Records for the exercise: Begin

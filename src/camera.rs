use crate::config::CameraSettings;
use crate::picking::Ray;
use glam::{DMat4, DQuat, DVec2, DVec3, DVec4};
use std::f64::consts::PI;

/// Perspective camera looking at `target`
#[derive(Debug, Clone, PartialEq)]
pub struct PerspectiveCamera {
    pub position: DVec3,
    pub target: DVec3,
    pub up: DVec3,
    /// Vertical field of view in degrees
    pub fov: f64,
    pub aspect: f64,
    pub near: f64,
    pub far: f64,
}

impl PerspectiveCamera {
    pub fn new(settings: &CameraSettings, aspect: f64) -> Self {
        Self {
            position: DVec3::from_array(settings.position),
            target: DVec3::from_array(settings.target),
            up: DVec3::Y,
            fov: settings.fov,
            aspect: if aspect > 0.0 { aspect } else { 1.0 },
            near: settings.near,
            far: settings.far,
        }
    }

    /// Keep the image undistorted after a resize. Zero sizes are ignored.
    pub fn set_aspect(&mut self, width: f64, height: f64) {
        if width > 0.0 && height > 0.0 {
            self.aspect = width / height;
        }
    }

    pub fn view_matrix(&self) -> DMat4 {
        DMat4::look_at_rh(self.position, self.target, self.up)
    }

    pub fn projection_matrix(&self) -> DMat4 {
        DMat4::perspective_rh_gl(self.fov.to_radians(), self.aspect, self.near, self.far)
    }

    pub fn view_projection(&self) -> DMat4 {
        self.projection_matrix() * self.view_matrix()
    }

    /// World point to clip space
    pub fn to_clip(&self, world: DVec3) -> DVec4 {
        self.view_projection() * world.extend(1.0)
    }

    /// World point to normalized device coordinates; `None` behind the camera
    pub fn project(&self, world: DVec3) -> Option<DVec3> {
        let clip = self.to_clip(world);
        if clip.w <= self.near * 0.5 {
            return None;
        }
        Some(clip.truncate() / clip.w)
    }

    /// Ray from the eye through an NDC position
    pub fn ray_from_ndc(&self, ndc: DVec2) -> Ray {
        let inverse = self.view_projection().inverse();
        let far = inverse.project_point3(DVec3::new(ndc.x, ndc.y, 0.5));
        Ray::new(self.position, far - self.position)
    }

    pub fn distance(&self) -> f64 {
        self.position.distance(self.target)
    }
}

/// NDC to pixel coordinates (origin top-left)
pub fn ndc_to_screen(ndc: DVec2, width: f64, height: f64) -> DVec2 {
    DVec2::new((ndc.x + 1.0) * 0.5 * width, (1.0 - ndc.y) * 0.5 * height)
}

/// Orbit around the camera target, with the pole along `camera.up`
#[derive(Debug, Clone)]
pub struct OrbitControls {
    pub enable_damping: bool,
    pub damping_factor: f64,
    pub min_distance: f64,
    pub max_distance: f64,
    pub min_polar_angle: f64,
    pub max_polar_angle: f64,
    delta_theta: f64,
    delta_phi: f64,
    scale: f64,
    pan_offset: DVec3,
}

impl Default for OrbitControls {
    fn default() -> Self {
        Self {
            enable_damping: false,
            damping_factor: 0.05,
            min_distance: 10.0,
            max_distance: 3000.0,
            min_polar_angle: 0.01,
            max_polar_angle: PI - 0.01,
            delta_theta: 0.0,
            delta_phi: 0.0,
            scale: 1.0,
            pan_offset: DVec3::ZERO,
        }
    }
}

impl OrbitControls {
    /// Swing around the pole (radians)
    pub fn rotate_left(&mut self, angle: f64) {
        self.delta_theta -= angle;
    }

    /// Tilt towards the pole (radians)
    pub fn rotate_up(&mut self, angle: f64) {
        self.delta_phi -= angle;
    }

    pub fn dolly_in(&mut self, factor: f64) {
        if factor > 0.0 {
            self.scale /= factor;
        }
    }

    pub fn dolly_out(&mut self, factor: f64) {
        if factor > 0.0 {
            self.scale *= factor;
        }
    }

    /// Slide the target in the view plane; `dx`/`dy` are fractions of the
    /// visible height at the target distance
    pub fn pan(&mut self, dx: f64, dy: f64, camera: &PerspectiveCamera) {
        let view = camera.view_matrix().inverse();
        let right = view.x_axis.truncate();
        let up = view.y_axis.truncate();
        let visible = 2.0 * camera.distance() * (camera.fov.to_radians() / 2.0).tan();
        self.pan_offset += right * (-dx * visible) + up * (dy * visible);
    }

    /// Apply pending motion to `camera`. Returns whether the camera moved.
    pub fn update(&mut self, camera: &mut PerspectiveCamera) -> bool {
        let to_pole = DQuat::from_rotation_arc(camera.up.normalize(), DVec3::Y);
        let from_pole = to_pole.inverse();

        let offset = to_pole * (camera.position - camera.target);
        let mut radius = offset.length();
        if radius <= f64::EPSILON {
            return false;
        }
        let mut theta = offset.x.atan2(offset.z);
        let mut phi = (offset.y / radius).clamp(-1.0, 1.0).acos();

        let step = if self.enable_damping { self.damping_factor } else { 1.0 };
        theta += self.delta_theta * step;
        phi += self.delta_phi * step;
        phi = phi.clamp(self.min_polar_angle, self.max_polar_angle);
        radius = (radius * self.scale).clamp(self.min_distance, self.max_distance);

        let target = camera.target + self.pan_offset * step;
        let offset = DVec3::new(
            radius * phi.sin() * theta.sin(),
            radius * phi.cos(),
            radius * phi.sin() * theta.cos(),
        );
        let position = target + from_pole * offset;

        if self.enable_damping {
            self.delta_theta *= 1.0 - self.damping_factor;
            self.delta_phi *= 1.0 - self.damping_factor;
            self.pan_offset *= 1.0 - self.damping_factor;
        } else {
            self.delta_theta = 0.0;
            self.delta_phi = 0.0;
            self.pan_offset = DVec3::ZERO;
        }
        self.scale = 1.0;

        let moved = position.distance_squared(camera.position) > 1e-12
            || target.distance_squared(camera.target) > 1e-12;
        camera.position = position;
        camera.target = target;
        moved
    }
}

#[cfg(test)]
mod tests {
    use super::*;

    fn camera() -> PerspectiveCamera {
        PerspectiveCamera::new(&CameraSettings::default(), 2.0)
    }

    #[test]
    fn test_target_projects_to_center() {
        let cam = camera();
        let ndc = cam.project(DVec3::ZERO).unwrap();
        assert!(ndc.x.abs() < 1e-9 && ndc.y.abs() < 1e-9);
        assert_eq!(ndc_to_screen(DVec2::ZERO, 200.0, 100.0), DVec2::new(100.0, 50.0));
    }

    #[test]
    fn test_behind_camera_is_culled() {
        let cam = camera();
        assert!(cam.project(DVec3::new(50.0, -100.0, 900.0)).is_none());
    }

    #[test]
    fn test_center_ray_hits_target() {
        let cam = camera();
        let ray = cam.ray_from_ndc(DVec2::ZERO);
        let to_target = (cam.target - cam.position).normalize();
        assert!((ray.direction - to_target).length() < 1e-9);
    }

    #[test]
    fn test_rotation_keeps_distance() {
        let mut cam = camera();
        let before = cam.distance();
        let mut controls = OrbitControls::default();
        controls.rotate_left(0.5);
        controls.rotate_up(0.2);
        assert!(controls.update(&mut cam));
        assert!((cam.distance() - before).abs() < 1e-6);
        // Nothing pending, nothing moves
        assert!(!controls.update(&mut cam));
    }

    #[test]
    fn test_dolly_is_clamped() {
        let mut cam = camera();
        let mut controls = OrbitControls::default();
        controls.dolly_in(2.0);
        controls.update(&mut cam);
        assert!((cam.distance() - camera().distance() / 2.0).abs() < 1e-6);

        controls.dolly_in(1e6);
        controls.update(&mut cam);
        assert!((cam.distance() - controls.min_distance).abs() < 1e-6);
    }

    #[test]
    fn test_polar_angle_is_clamped() {
        let mut cam = camera();
        let mut controls = OrbitControls::default();
        controls.rotate_up(10.0);
        controls.update(&mut cam);
        let offset = (cam.position - cam.target).normalize();
        assert!(offset.dot(DVec3::Y).acos() >= controls.min_polar_angle - 1e-9);
    }

    #[test]
    fn test_pan_moves_target() {
        let mut cam = camera();
        let mut controls = OrbitControls::default();
        controls.pan(0.1, 0.0, &cam);
        controls.update(&mut cam);
        assert!(cam.target.length() > 1.0);
    }
}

Records for the exercise: End

Using the records above, copy word for word the line with "pub fn projection_matrix(&self)", the line with "an NDC position", and every line between them.

◆ **The answer**
    pub fn projection_matrix(&self) -> DMat4 {
        DMat4::perspective_rh_gl(self.fov.to_radians(), self.aspect, self.near, self.far)
    }

    pub fn view_projection(&self) -> DMat4 {
        self.projection_matrix() * self.view_matrix()
    }

    /// World point to clip space
    pub fn to_clip(&self, world: DVec3) -> DVec4 {
        self.view_projection() * world.extend(1.0)
    }

    /// World point to normalized device coordinates; `None` behind the camera
    pub fn project(&self, world: DVec3) -> Option<DVec3> {
        let clip = self.to_clip(world);
        if clip.w <= self.near * 0.5 {
            return None;
        }
        Some(clip.truncate() / clip.w)
    }

    /// Ray from the eye through an NDC position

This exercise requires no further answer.